Liquid metal corrosion of 316L,Fe3Al,and FeCrSi in molten Zn-Al baths

Corrosion tests of 316L and two intermetallic compounds Fe₃Al and FeCrSi in industrial Galvanizing (Zn-0.18Al), GALFAN (Zn-5Al), GALVALUME (Zn-55Al), and Aluminizing (Al-8Si) baths and lab-scale static baths were conducted. In on-line tests in industrial hot-dip baths, 316L steel shows better corrosion resistance than Fe₃Al in Galvanizing, GALFAN, and GALVALUME baths. The corrosion resistance of 316L and Fe₃Al is similar in Aluminizing bath. In static tests, FeCrSi shows the best corrosion resistance in pure Zn, Zn-55Al, and Al-8Si baths. The corrosion resistance of 316L is better than that of Fe₃Al.
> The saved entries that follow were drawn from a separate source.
//! Concrete persistence backends: plain file, data-protected file, and OS keyring
//! (with a signal file for modification times), plus the native adapters they use.

pub mod file;
pub mod key_provider;
pub mod keyring_persistence;
pub mod keyring_store;
pub mod protected_file;
pub mod protector;
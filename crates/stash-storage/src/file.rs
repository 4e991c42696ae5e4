use std::{
    ffi::OsStr,
    fs::{self, OpenOptions},
    path::{Component, Path, PathBuf},
    time::SystemTime,
};

use chrono::{DateTime, Utc};
use stash_core::persistence::{Persistence, PersistenceError};
use tracing::instrument;

/// Plain-text file persistence. Content is stored unencrypted.
#[derive(Debug, Clone, PartialEq, Eq)]
pub struct FilePersistence {
    location: PathBuf,
}

impl FilePersistence {
    /// A leading `~` in `location` is expanded to the user's home directory.
    pub fn new(location: impl AsRef<Path>) -> Result<Self, PersistenceError> {
        let location = location.as_ref();
        if location.as_os_str().is_empty() {
            return Err(PersistenceError::InvalidConfig(
                "requires a file path".to_string(),
            ));
        }
        Ok(Self {
            location: expand_home(location),
        })
    }

    pub fn path(&self) -> &Path {
        &self.location
    }

    /// Bump the modification time without touching content, creating an empty file if needed.
    #[instrument(skip_all, fields(location = %self.location.display()))]
    pub fn touch(&self) -> Result<(), PersistenceError> {
        self.ensure_parent()?;
        let file = OpenOptions::new()
            .create(true)
            .append(true)
            .open(&self.location)?;
        file.set_modified(SystemTime::now())?;
        Ok(())
    }

    pub(crate) fn ensure_parent(&self) -> Result<(), PersistenceError> {
        if let Some(parent) = self.location.parent().filter(|p| !p.as_os_str().is_empty()) {
            fs::create_dir_all(parent)?;
        }
        Ok(())
    }

    pub(crate) fn read_bytes(&self) -> Result<Vec<u8>, PersistenceError> {
        fs::read(&self.location).map_err(|err| PersistenceError::from_io(err, self.location()))
    }
}

impl Persistence for FilePersistence {
    fn is_encrypted(&self) -> bool {
        false
    }

    #[instrument(skip_all, fields(location = %self.location.display()))]
    fn save(&self, content: &str) -> Result<(), PersistenceError> {
        self.ensure_parent()?;
        fs::write(&self.location, content)?;
        Ok(())
    }

    #[instrument(skip_all, fields(location = %self.location.display()))]
    fn load(&self) -> Result<String, PersistenceError> {
        fs::read_to_string(&self.location)
            .map_err(|err| PersistenceError::from_io(err, self.location()))
    }

    fn time_last_modified(&self) -> Result<DateTime<Utc>, PersistenceError> {
        fs::metadata(&self.location)
            .and_then(|meta| meta.modified())
            .map(DateTime::<Utc>::from)
            .map_err(|err| PersistenceError::from_io(err, self.location()))
    }

    fn location(&self) -> String {
        self.location.display().to_string()
    }
}

pub(crate) fn expand_home(path: &Path) -> PathBuf {
    let mut components = path.components();
    match components.next() {
        Some(Component::Normal(first)) if first == OsStr::new("~") => match dirs::home_dir() {
            Some(home) => home.join(components.as_path()),
            None => path.to_path_buf(),
        },
        _ => path.to_path_buf(),
    }
}
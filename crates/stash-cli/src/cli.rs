use std::path::PathBuf;

use clap::{Parser, Subcommand};

/// CLI surface definition.
#[derive(Parser, Debug)]
#[command(
    name = "stash",
    about = "Cross-process token cache persistence",
    version,
    propagate_version = true
)]
pub struct Cli {
    /// Config file to use instead of the platform default.
    #[arg(long, global = true)]
    pub config: Option<PathBuf>,

    #[command(subcommand)]
    pub command: Command,
}

#[derive(Subcommand, Debug, Clone, PartialEq, Eq)]
pub enum Command {
    /// Replace the cached content (reads stdin when no content is given).
    Save { content: Option<String> },
    /// Print the cached content.
    Load,
    /// Show backend, location and last-modified time.
    Info,
    /// Check that the lock can be taken and the cache read.
    Health,
    /// Manage CLI configuration.
    #[command(subcommand)]
    Config(ConfigCommand),
}

#[derive(Subcommand, Debug, Clone, PartialEq, Eq)]
pub enum ConfigCommand {
    /// Create a default config file if one does not exist.
    Init,
}
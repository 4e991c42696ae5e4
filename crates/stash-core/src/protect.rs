use thiserror::Error;

#[derive(Debug, Error, Clone, PartialEq, Eq)]
pub enum ProtectionError {
    #[error("key provider error: {0}")]
    Key(String),
    #[error("protect failed: {0}")]
    Protect(String),
    #[error("unprotect failed: {0}")]
    Unprotect(String),
}

/// Reversible encryption bound to the current user's identity.
///
/// `protect` output is opaque to callers; only the same protector (same user key,
/// same entropy) can `unprotect` it.
pub trait DataProtector: Send + Sync {
    fn protect(&self, plaintext: &str) -> Result<Vec<u8>, ProtectionError>;

    fn unprotect(&self, protected: &[u8]) -> Result<String, ProtectionError>;
}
In Zn-5Al bath, 316L shows no thickness loss after the test. For the same bath composition, the corrosion rates of the alloys in industrial baths are higher than those in static baths. Bath temperature and chemical composition play important roles in corrosion and intermetallic layer formation. Increasing bath temperature accelerates the corrosion process and changes the nature of intermetallic layers. A small amount of aluminum reduces the corrosion process by reducing the activity of Zn and forming inhibition layer. However, after aluminum content reaches the critical point, the dominant corrosion process changes from Zn-Fe reaction to Al-Fe reaction, and, consequently, the corrosion process accelerates by increasing aluminum content in the bath.